■ EXERCISE DESCRIPTION: Of the lines listed below, return exactly those that run from the line containing "filename harvest_core/src/error.rs" through the line containing "StorageError::Timeout", both included.

*** Opening GIVEN INFORMATION ***

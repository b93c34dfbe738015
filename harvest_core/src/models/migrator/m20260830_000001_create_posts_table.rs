use sea_orm_migration::{prelude::*, schema::*};

#[derive(DeriveMigrationName)]
pub struct Migration;

#[async_trait::async_trait]
impl MigrationTrait for Migration {
    async fn up(&self, manager: &SchemaManager) -> Result<(), DbErr> {
        manager
            .create_table(
                Table::create()
                    .table(Post::Table)
                    .col(string(Post::Id).primary_key())
                    .col(string(Post::Title))
                    .col(string_null(Post::Author))
                    .col(timestamp(Post::CreatedUtc))
                    .col(big_integer(Post::Score))
                    .col(double(Post::UpvoteRatio))
                    .col(big_integer(Post::NumComments))
                    .col(string(Post::Permalink))
                    .col(string(Post::Url))
                    .col(boolean(Post::IsSelf))
                    .col(string_null(Post::Selftext))
                    .col(string_null(Post::LinkFlairText))
                    .col(string(Post::Subreddit))
                    .col(timestamp(Post::CollectedAt))
                    .col(timestamp_null(Post::LastUpdated))
                    .to_owned(),
            )
            .await?;

        // Create index on subreddit for partition scans
        manager
            .create_index(
                Index::create()
                    .name("idx_posts_subreddit")
                    .table(Post::Table)
                    .col(Post::Subreddit)
                    .to_owned(),
            )
            .await?;

        // Create index on created_utc for ordered listings
        manager
            .create_index(
                Index::create()
                    .name("idx_posts_created_utc")
                    .table(Post::Table)
                    .col(Post::CreatedUtc)
                    .to_owned(),
            )
            .await
    }

    async fn down(&self, manager: &SchemaManager) -> Result<(), DbErr> {
        manager
            .drop_table(Table::drop().table(Post::Table).to_owned())
            .await
    }
}

#[derive(DeriveIden)]
pub enum Post {
    Table,
    Id,
    Title,
    Author,
    CreatedUtc,
    Score,
    UpvoteRatio,
    NumComments,
    Permalink,
    Url,
    IsSelf,
    Selftext,
    LinkFlairText,
    Subreddit,
    CollectedAt,
    LastUpdated,
}
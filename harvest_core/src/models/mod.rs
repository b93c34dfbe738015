use sea_orm::{Database, DatabaseConnection};
use sea_orm_migration::MigratorTrait;

use crate::config::HarvestConfig;

pub mod migrator;

pub async fn open_or_create_db(config: &HarvestConfig) -> DatabaseConnection {
    let connection_string = config
        .database_url
        .as_deref()
        .expect("no database URL configured");

    Database::connect(connection_string)
        .await
        .expect("Failed to connect to database")
}

pub async fn migrate_up(db: DatabaseConnection) {
    migrator::Migrator::up(&db, None)
        .await
        .expect("Failed to run migrations");
}
use chrono::{DateTime, Utc};
use serde::{Deserialize, Serialize};

/// Placeholder used when rendering a deleted author into a comment's
/// synthesized storage key. The stored `author` column stays NULL.
const DELETED_AUTHOR: &str = "[deleted]";

/// A post as handed over by the collector, top comments embedded.
///
/// `created_utc` stays in source epoch seconds here; backends convert it to
/// RFC 3339 at persistence time where their schema wants a timestamp string.
/// `collected_at` and `last_updated` are storage-derived and never set by
/// the collector.
#[derive(Clone, Debug, PartialEq, Serialize, Deserialize)]
pub struct PostRecord {
    pub id: String,
    pub title: String,
    pub author: Option<String>,
    pub created_utc: i64,
    pub score: i64,
    pub upvote_ratio: f64,
    pub num_comments: i64,
    pub permalink: String,
    pub url: String,
    pub is_self: bool,
    pub selftext: Option<String>,
    pub link_flair_text: Option<String>,
    pub subreddit: String,
    #[serde(default)]
    pub top_comments: Vec<CommentRecord>,
    #[serde(default, skip_serializing_if = "Option::is_none")]
    pub collected_at: Option<String>,
    #[serde(default, skip_serializing_if = "Option::is_none")]
    pub last_updated: Option<String>,
}

impl PostRecord {
    /// Drops `selftext` on link posts. Only self posts carry body text;
    /// anything else the source put there is noise.
    pub fn sanitize(mut self) -> Self {
        if !self.is_self {
            self.selftext = None;
        }
        self
    }
}

/// A top comment embedded in a [`PostRecord`].
///
/// The source never retrieves the platform's native comment ID, so identity
/// is synthesized from the owning post, the author, and the created
/// timestamp. A deleted author is a true `None`, not a placeholder string.
#[derive(Clone, Debug, PartialEq, Serialize, Deserialize)]
pub struct CommentRecord {
    pub author: Option<String>,
    pub body: String,
    pub score: i64,
    pub created_utc: i64,
}

impl CommentRecord {
    /// Composite storage key: `{post_id}_{author}_{created_utc}`.
    ///
    /// Deterministic by construction; two comments under the same post with
    /// the same author and timestamp collapse to one stored row.
    pub fn storage_id(&self, post_id: &str) -> String {
        let author = self.author.as_deref().unwrap_or(DELETED_AUTHOR);
        format!("{}_{}_{}", post_id, author, self.created_utc)
    }
}

/// Epoch seconds to an RFC 3339 string. Out-of-range values clamp to the
/// Unix epoch rather than failing the whole record.
pub fn epoch_to_rfc3339(secs: i64) -> String {
    DateTime::from_timestamp(secs, 0)
        .unwrap_or(DateTime::UNIX_EPOCH)
        .to_rfc3339()
}

/// Current wall clock as an RFC 3339 string, used for `collected_at` and
/// `last_updated` stamps.
pub fn now_rfc3339() -> String {
    Utc::now().to_rfc3339()
}
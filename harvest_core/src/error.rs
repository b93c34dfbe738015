use std::path::PathBuf;

use sea_orm::DbErr;
use thiserror::Error;

#[derive(Debug, Error)]
pub enum StorageError {
    #[error("database error")]
    Db(#[from] DbErr),

    #[error("io error on store document")]
    Io(#[from] std::io::Error),

    #[error("store document at {path} is corrupt: {source}")]
    CorruptStore {
        path: PathBuf,
        source: serde_json::Error,
    },

    #[error("failed to serialize store document")]
    Json(#[from] serde_json::Error),

    #[error("remote storage call timed out")]
    Timeout,
}

impl StorageError {
    /// Whether re-issuing the failed call can reasonably succeed. Reads and
    /// upserts are idempotent, so timeouts and connection-level database
    /// failures qualify; a corrupt store document never does.
    pub fn is_retryable(&self) -> bool {
        matches!(
            self,
            StorageError::Timeout
                | StorageError::Db(DbErr::Conn(_))
                | StorageError::Db(DbErr::ConnectionAcquire(_))
        )
    }
}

*** Closing GIVEN INFORMATION ***

■ EXERCISE RESPONSE:
filename harvest_core/src/error.rs
repository b93c34dfbe738015
use std::path::PathBuf;

use sea_orm::DbErr;
use thiserror::Error;

#[derive(Debug, Error)]
pub enum StorageError {
    #[error("database error")]
    Db(#[from] DbErr),

    #[error("io error on store document")]
    Io(#[from] std::io::Error),

    #[error("store document at {path} is corrupt: {source}")]
    CorruptStore {
        path: PathBuf,
        source: serde_json::Error,
    },

    #[error("failed to serialize store document")]
    Json(#[from] serde_json::Error),

    #[error("remote storage call timed out")]
    Timeout,
}

impl StorageError {
    /// Whether re-issuing the failed call can reasonably succeed. Reads and
    /// upserts are idempotent, so timeouts and connection-level database
    /// failures qualify; a corrupt store document never does.
    pub fn is_retryable(&self) -> bool {
        matches!(
            self,
            StorageError::Timeout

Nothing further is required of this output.